Dos Santos Gomes even assists people in moving their families to the United States. She said the language barrier is the most common issue she encounters. Few of her clients speak conversational English, many ca n’t read or write. And she also said some of her users, particularly those entering at the Southern Border, come to the U. S. with myths that pose their personal problem.
” Citizens come, and it’s very sad”, she explained, “people come with an assumption that their career is going to be really simple, and that there are a lot of options if you just come. It’s not that there are n’t, but it’s very hard”.
They might also be given false data once they arrive.
” They go to other lawyers”, she said,” they go to different nonprofits, and they come with the wrong information or they hear from friends, and they’re here and they have very different expectations or they do n’t know anything about it. They lose documents and people say: ‘ oh you do n’t need this’. It’s really a lot of misinformation out it”.
This can lead to suspicion and distress. It can also make people believe they need to stay or work under the board, which can lead to serious problems later.

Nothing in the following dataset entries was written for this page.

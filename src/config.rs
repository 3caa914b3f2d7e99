//! # Backfill Configuration
//!
//! Tunables for a generation run. Every field has a default equal to the
//! values the pubnet backfill was first run with, so an empty config file (or
//! none at all) reproduces that run.

use std::path::{Path, PathBuf};

use anyhow::{Context, Result};
use serde::{Deserialize, Serialize};

use crate::batch::BatchPlan;
use crate::gcp::gce::{DEFAULT_INSTANCE_PREFIX, DEFAULT_TEMPLATE};
use crate::template::CommandTemplate;

pub const DEFAULT_BATCH_SIZE: u64 = 2_500_000;
pub const DEFAULT_START: u64 = 0;
pub const DEFAULT_LAST_LEDGER: u64 = 52_124_262;
pub const DEFAULT_BATCH_COUNT: u64 = 21;

#[derive(Debug, Clone, PartialEq, Eq, Serialize, Deserialize)]
#[serde(default, deny_unknown_fields)]
pub struct BackfillConfig {
    pub gcp_project: String,
    pub zone: String,
    pub service_account: String,
    /// Ledgers per batch, except for the last batch.
    pub batch_size: u64,
    /// First ledger of batch 1.
    pub start: u64,
    /// Last ledger of the final batch.
    pub last_ledger: u64,
    pub batch_count: u64,
    pub instance_prefix: String,
    /// Replaces the built-in `gcloud` template when set.
    pub template_file: Option<PathBuf>,
    /// Refuse plans that overrun `last_ledger` instead of only warning.
    pub strict: bool,
}

impl Default for BackfillConfig {
    fn default() -> Self {
        BackfillConfig {
            gcp_project: String::new(),
            zone: String::new(),
            service_account: String::new(),
            batch_size: DEFAULT_BATCH_SIZE,
            start: DEFAULT_START,
            last_ledger: DEFAULT_LAST_LEDGER,
            batch_count: DEFAULT_BATCH_COUNT,
            instance_prefix: DEFAULT_INSTANCE_PREFIX.to_string(),
            template_file: None,
            strict: false,
        }
    }
}

impl BackfillConfig {
    /// Reads a TOML config file. Missing keys take their defaults.
    pub fn load(path: &Path) -> Result<Self> {
        let text = std::fs::read_to_string(path)
            .with_context(|| format!("Failed to read config file {}", path.display()))?;
        Self::from_toml(&text)
            .with_context(|| format!("Failed to parse config file {}", path.display()))
    }

    pub fn from_toml(text: &str) -> Result<Self> {
        Ok(toml::from_str(text)?)
    }

    pub fn plan(&self) -> BatchPlan {
        BatchPlan::new(
            self.batch_size,
            self.start,
            self.last_ledger,
            self.batch_count,
        )
    }

    /// The template text: the file named by `template_file`, or the built-in one.
    pub fn template_text(&self) -> Result<String> {
        match &self.template_file {
            Some(path) => std::fs::read_to_string(path)
                .map(|s| s.trim_end_matches(['\n', '\r']).to_string())
                .with_context(|| format!("Failed to read template file {}", path.display())),
            None => Ok(DEFAULT_TEMPLATE.to_string()),
        }
    }

    pub fn template(&self) -> Result<CommandTemplate> {
        let text = self.template_text()?;
        Ok(CommandTemplate::parse(&text)?)
    }
}

#[cfg(test)]
mod tests {
    use super::*;
    use std::io::Write;

    #[test]
    fn empty_toml_is_default() {
        assert_eq!(
            BackfillConfig::from_toml("").unwrap(),
            BackfillConfig::default()
        );
    }

    #[test]
    fn partial_toml_keeps_other_defaults() {
        let config = BackfillConfig::from_toml(
            r#"
            gcp_project = "my-project"
            zone = "us-central1-a"
            batch_count = 3
            strict = true
            "#,
        )
        .unwrap();
        assert_eq!(config.gcp_project, "my-project");
        assert_eq!(config.zone, "us-central1-a");
        assert_eq!(config.batch_count, 3);
        assert!(config.strict);
        assert_eq!(config.batch_size, DEFAULT_BATCH_SIZE);
        assert_eq!(config.last_ledger, DEFAULT_LAST_LEDGER);
        assert_eq!(config.instance_prefix, DEFAULT_INSTANCE_PREFIX);
    }

    #[test]
    fn unknown_key_is_rejected() {
        assert!(BackfillConfig::from_toml("batchsize = 3").is_err());
    }

    #[test]
    fn load_from_file() {
        let mut file = tempfile::NamedTempFile::new().unwrap();
        writeln!(file, "service_account = \"sa@example.com\"").unwrap();
        writeln!(file, "last_ledger = 1000").unwrap();
        let config = BackfillConfig::load(file.path()).unwrap();
        assert_eq!(config.service_account, "sa@example.com");
        assert_eq!(config.plan().last_ledger, 1000);
    }

    #[test]
    fn load_missing_file_fails() {
        let dir = tempfile::tempdir().unwrap();
        let err = BackfillConfig::load(&dir.path().join("nope.toml")).unwrap_err();
        assert!(format!("{:#}", err).contains("Failed to read config file"));
    }

    #[test]
    fn template_file_overrides_default() {
        let mut file = tempfile::NamedTempFile::new().unwrap();
        writeln!(file, "echo {{{{start}}}} {{{{end}}}}").unwrap();
        let config = BackfillConfig {
            template_file: Some(file.path().to_path_buf()),
            ..Default::default()
        };
        assert_eq!(config.template_text().unwrap(), "echo {{start}} {{end}}");
        assert_eq!(
            BackfillConfig::default().template_text().unwrap(),
            DEFAULT_TEMPLATE
        );
    }
}
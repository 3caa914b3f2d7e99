use anyhow::Result;
use clap::{Parser, Subcommand};
use tracing::info;

use crate::common::{Overrides, init_logging};

#[derive(Parser, Debug)]
#[command(
    name = "galexie-backfill",
    about = "Print gcloud commands that start one galexie backfill VM per ledger batch"
)]
struct Cli {
    #[command(flatten)]
    overrides: Overrides,

    /// Log more to stderr (-v info, -vv debug)
    #[arg(short, long, action = clap::ArgAction::Count, global = true)]
    verbose: u8,

    #[command(subcommand)]
    cmd: Option<Commands>,
}

#[derive(Subcommand, Debug, Clone, Copy)]
enum Commands {
    /// Print the command block (default)
    Commands,

    /// Print a table of the batches instead of the commands
    Plan,
}

fn main() -> Result<()> {
    let cli = Cli::parse();
    init_logging(cli.verbose);

    let config = cli.overrides.resolve()?;
    info!(
        "project={:?} zone={:?} batches={} size={} range=[{}, {}]",
        config.gcp_project,
        config.zone,
        config.batch_count,
        config.batch_size,
        config.start,
        config.last_ledger
    );

    match cli.cmd.unwrap_or(Commands::Commands) {
        Commands::Commands => commands::emit::run(&config),
        Commands::Plan => commands::plan::run(&config),
    }
}

mod commands;
mod common;
use std::io::Write;

use anyhow::{Context, Result};
use galexie_backfill::BackfillConfig;
use tracing::info;

pub fn run(config: &BackfillConfig) -> Result<()> {
    let template = config.template()?;
    let block =
        galexie_backfill::generate(config, &template).context("Failed to generate commands")?;
    info!("generated {} commands", config.batch_count);

    let mut out = std::io::stdout().lock();
    writeln!(out, "{}", block)?;
    Ok(())
}
use std::path::PathBuf;

use anyhow::Result;
use clap::Args;
use galexie_backfill::BackfillConfig;
use tracing::Level;

/// Values that take precedence over the config file.
#[derive(Args, Debug)]
pub struct Overrides {
    /// TOML file with any of the settings below
    #[arg(long, global = true)]
    config: Option<PathBuf>,
    #[arg(long, global = true)]
    project: Option<String>,
    #[arg(long, global = true)]
    zone: Option<String>,
    #[arg(long, global = true)]
    service_account: Option<String>,
    /// Ledgers per batch
    #[arg(long, global = true)]
    batch_size: Option<u64>,
    /// First ledger of the first batch
    #[arg(long, global = true)]
    start: Option<u64>,
    /// Last ledger of the final batch
    #[arg(long, global = true)]
    last_ledger: Option<u64>,
    /// Number of batches (and VMs)
    #[arg(long = "batches", global = true)]
    batch_count: Option<u64>,
    #[arg(long, global = true)]
    instance_prefix: Option<String>,
    /// Handlebars template file replacing the built-in gcloud command
    #[arg(long = "template", global = true)]
    template_file: Option<PathBuf>,
    /// Fail instead of warning when batches overrun the last ledger
    #[arg(long, global = true)]
    strict: bool,
}

impl Overrides {
    /// Built-in defaults, then the config file, then flags.
    pub fn resolve(self) -> Result<BackfillConfig> {
        let mut config = match &self.config {
            Some(path) => BackfillConfig::load(path)?,
            None => BackfillConfig::default(),
        };
        if let Some(v) = self.project {
            config.gcp_project = v;
        }
        if let Some(v) = self.zone {
            config.zone = v;
        }
        if let Some(v) = self.service_account {
            config.service_account = v;
        }
        if let Some(v) = self.batch_size {
            config.batch_size = v;
        }
        if let Some(v) = self.start {
            config.start = v;
        }
        if let Some(v) = self.last_ledger {
            config.last_ledger = v;
        }
        if let Some(v) = self.batch_count {
            config.batch_count = v;
        }
        if let Some(v) = self.instance_prefix {
            config.instance_prefix = v;
        }
        if let Some(v) = self.template_file {
            config.template_file = Some(v);
        }
        config.strict |= self.strict;
        Ok(config)
    }
}

pub fn init_logging(verbose: u8) {
    let level = match verbose {
        0 => Level::WARN,
        1 => Level::INFO,
        _ => Level::DEBUG,
    };
    tracing_subscriber::fmt()
        .with_writer(std::io::stderr)
        .with_max_level(level)
        .with_target(false)
        .init();
}

pub fn print_table(headers: &[&str; 5], rows: &[[String; 5]]) {
    let mut widths = [0usize; 5];
    for (i, h) in headers.iter().enumerate() {
        widths[i] = widths[i].max(h.chars().count());
    }
    for row in rows {
        for (i, cell) in row.iter().enumerate() {
            widths[i] = widths[i].max(cell.chars().count());
        }
    }

    for (i, h) in headers.iter().enumerate() {
        if i > 0 {
            print!("  ");
        }
        print!("{:width$}", h, width = widths[i]);
    }
    println!();

    for (i, w) in widths.iter().enumerate() {
        if i > 0 {
            print!("  ");
        }
        print!("{}", "-".repeat(*w));
    }
    println!();

    // Numbers are right-aligned, names left-aligned.
    for row in rows {
        for (i, cell) in row.iter().enumerate() {
            if i > 0 {
                print!("  ");
            }
            if i == 1 {
                print!("{:<width$}", cell, width = widths[i]);
            } else {
                print!("{:>width$}", cell, width = widths[i]);
            }
        }
        println!();
    }
}

#[cfg(test)]
mod tests {
    use super::*;
    use clap::Parser;

    #[derive(Parser)]
    struct TestCli {
        #[command(flatten)]
        overrides: Overrides,
    }

    #[test]
    fn no_flags_is_default() {
        let cli = TestCli::parse_from(["galexie-backfill"]);
        assert_eq!(cli.overrides.resolve().unwrap(), BackfillConfig::default());
    }

    #[test]
    fn flags_override_defaults() {
        let cli = TestCli::parse_from([
            "galexie-backfill",
            "--project",
            "p",
            "--batches",
            "4",
            "--last-ledger",
            "99",
            "--strict",
        ]);
        let config = cli.overrides.resolve().unwrap();
        assert_eq!(config.gcp_project, "p");
        assert_eq!(config.batch_count, 4);
        assert_eq!(config.last_ledger, 99);
        assert!(config.strict);
        assert_eq!(config.batch_size, 2_500_000);
    }
}
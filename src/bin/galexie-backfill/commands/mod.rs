pub mod emit;
pub mod plan;
//! 顶点定义
//!
//! 顶点是楼层图的基本节点：车道、墙体、门、测量边以及多边形
//! 均通过顶点在所属楼层顶点序列中的下标相互引用。

use crate::math::Point2;
use serde::{Deserialize, Serialize};

/// 顶点
#[derive(Debug, Clone, PartialEq, Serialize, Deserialize)]
pub struct Vertex {
    /// 位置（底图像素坐标）
    pub position: Point2,

    /// 名称（可为空）
    #[serde(default)]
    pub name: String,

    /// 是否为充电点
    #[serde(default)]
    pub is_charger: bool,

    /// 是否为泊车点
    #[serde(default)]
    pub is_parking_spot: bool,

    /// 是否为等待点
    #[serde(default)]
    pub is_holding_point: bool,

    /// 是否被选中（瞬态，不持久化）
    #[serde(skip)]
    pub selected: bool,
}

impl Vertex {
    /// 创建新顶点
    pub fn new(x: f64, y: f64) -> Self {
        Self {
            position: Point2::new(x, y),
            name: String::new(),
            is_charger: false,
            is_parking_spot: false,
            is_holding_point: false,
            selected: false,
        }
    }

    /// 设置名称
    pub fn with_name(mut self, name: impl Into<String>) -> Self {
        self.name = name.into();
        self
    }

    /// 计算到指定点的欧氏距离
    pub fn distance_to(&self, point: &Point2) -> f64 {
        (self.position - point).norm()
    }
}

#[cfg(test)]
mod tests {
    use super::*;
    use crate::math::approx_eq;

    #[test]
    fn test_vertex_distance() {
        let v = Vertex::new(0.0, 0.0);
        assert!(approx_eq(v.distance_to(&Point2::new(3.0, 4.0)), 5.0));
    }
}
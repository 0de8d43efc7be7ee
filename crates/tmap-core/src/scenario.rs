//! 场景定义
//!
//! 场景是叠加在建筑基础图之上的命名覆盖层，按楼层保存场景专属
//! 状态（如仿真用的临时顶点）。工程跟踪当前激活的场景。

use crate::math::Point2;
use crate::vertex::Vertex;
use serde::{Deserialize, Serialize};

/// 单个楼层的场景覆盖层
#[derive(Debug, Clone, PartialEq, Default, Serialize, Deserialize)]
pub struct ScenarioLevel {
    /// 场景专属顶点
    #[serde(default)]
    pub vertices: Vec<Vertex>,
}

impl ScenarioLevel {
    /// 添加场景顶点，返回其下标
    pub fn add_vertex(&mut self, x: f64, y: f64) -> usize {
        self.vertices.push(Vertex::new(x, y));
        self.vertices.len() - 1
    }

    /// 清除覆盖层内全部选中标记
    pub fn clear_selection(&mut self) {
        for v in &mut self.vertices {
            v.selected = false;
        }
    }

    /// 查询距指定点最近的场景顶点，返回 (距离, 下标)
    pub fn nearest_vertex(&self, point: &Point2) -> (f64, Option<usize>) {
        let mut dist = f64::INFINITY;
        let mut idx = None;
        for (i, v) in self.vertices.iter().enumerate() {
            let d = v.distance_to(point);
            if d < dist {
                dist = d;
                idx = Some(i);
            }
        }
        (dist, idx)
    }
}

/// 场景
#[derive(Debug, Clone, PartialEq, Serialize, Deserialize)]
pub struct Scenario {
    /// 场景名称
    pub name: String,

    /// 按建筑楼层下标对应的覆盖层
    #[serde(default)]
    pub scenario_levels: Vec<ScenarioLevel>,
}

impl Scenario {
    /// 创建空场景
    pub fn new(name: impl Into<String>) -> Self {
        Self {
            name: name.into(),
            scenario_levels: Vec::new(),
        }
    }

    /// 获取指定楼层的覆盖层，不存在时返回 None
    pub fn level_overlay(&self, level_idx: usize) -> Option<&ScenarioLevel> {
        self.scenario_levels.get(level_idx)
    }

    /// 获取指定楼层的覆盖层（可变），必要时扩充到该楼层
    pub fn level_overlay_mut(&mut self, level_idx: usize) -> &mut ScenarioLevel {
        if level_idx >= self.scenario_levels.len() {
            self.scenario_levels
                .resize_with(level_idx + 1, ScenarioLevel::default);
        }
        &mut self.scenario_levels[level_idx]
    }
}
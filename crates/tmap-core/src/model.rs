//! 放置模型
//!
//! 模型是放置在楼层上的外部目录资产实例（货架、工作站等）。
//! 核心只关心其几何参数，视觉资产由外部目录按 `model_name` 解析。

use crate::math::Point2;
use serde::{Deserialize, Serialize};

/// 放置的模型实例
#[derive(Debug, Clone, PartialEq, Serialize, Deserialize)]
pub struct Model {
    /// 实例名称（同一目录模型可多次放置）
    #[serde(default)]
    pub instance_name: String,

    /// 目录中的模型名称
    pub model_name: String,

    /// 位置（底图像素坐标）
    pub position: Point2,

    /// 朝向（弧度）
    #[serde(default)]
    pub yaw: f64,

    /// 缩放比例
    #[serde(default = "default_scale")]
    pub scale: f64,

    /// 是否被选中（瞬态，不持久化）
    #[serde(skip)]
    pub selected: bool,
}

fn default_scale() -> f64 {
    1.0
}

impl Model {
    /// 创建新的模型实例
    pub fn new(model_name: impl Into<String>, x: f64, y: f64) -> Self {
        Self {
            instance_name: String::new(),
            model_name: model_name.into(),
            position: Point2::new(x, y),
            yaw: 0.0,
            scale: 1.0,
            selected: false,
        }
    }

    /// 设置朝向
    pub fn with_yaw(mut self, yaw: f64) -> Self {
        self.yaw = yaw;
        self
    }

    /// 计算到指定点的欧氏距离
    pub fn distance_to(&self, point: &Point2) -> f64 {
        (self.position - point).norm()
    }
}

” That’s a big problem”, dos Santos Gomes said, explaining one example of an issue she said is unfortunately common, “like, if you do n’t tell me you have a kid but then later on you become a U. S. citizen and you want to petition, you want to bring your child here to the U. S., how am I going to tell the U. S. government that you actually have a child if you lied on your first application”?
Those who are not currently refugees may apply for asylum. They may take years to complete their prison application and may wait at least six months before obtaining work authorization.
She explained that you can apply for a green cards after a month if you are granted prison. After your green card is granted, you become a permanent resident of the United States. That implies that you can also be deported, but that also implies that you must actually commit a crime of some kind, or something similar. After five years of having your clean card, that’s when you’re ready to become a U. S. citizen”.
And it is n’t all cheap. A green card program, with the necessary medical examinations and pictures, is estimated to cost me$ 1,000.
Hamid Safi interacts with customers at the International Institute. He said once one’s document is submitted, all they can do is procrastinate. They may be asked to appear before a judge, go through a number of conversations, undergo genetic checks, and have their background checked. Any way that you come, Safi said,” they may check you” and your event.
He said clients do n’t receive any updates on their case, and wait times are only increasing.
” It’s a pretty tough condition”, he explained, saying that papers are taking times longer to process than they have in the past.
The Guardian reported that there were 3.3 million multiculturalism cases pending in December 2023 and that only 682 immigration courts were present. While some asylum seekers wait to see if they will be deported or given asylum status, some, especially those who cross the southern borders, are allowed into the land and given court dates, but the overwhelming majority of their cases end up languishing in a sort of limbo.
Dos Santos Gomes ‘ words” USCIS or emigration will only show them:” OK, I’ll let you come in, but you have to go to judge every time”? They’re not allowed to work, they’re not allowed to get a sociable. They are n’t far away in America. S”.
While they can assist their clients in filling out the necessary paperwork, they are finally at the mercy of a complicated administrative system that necessitates patience and a long-term perspective, something that many who have spent day-by-day trekking to the southern border or in refugee camps who now live in the United States are under the pressure of merely getting by are facing.
But their persistence and document give them the best chance to settle down in America.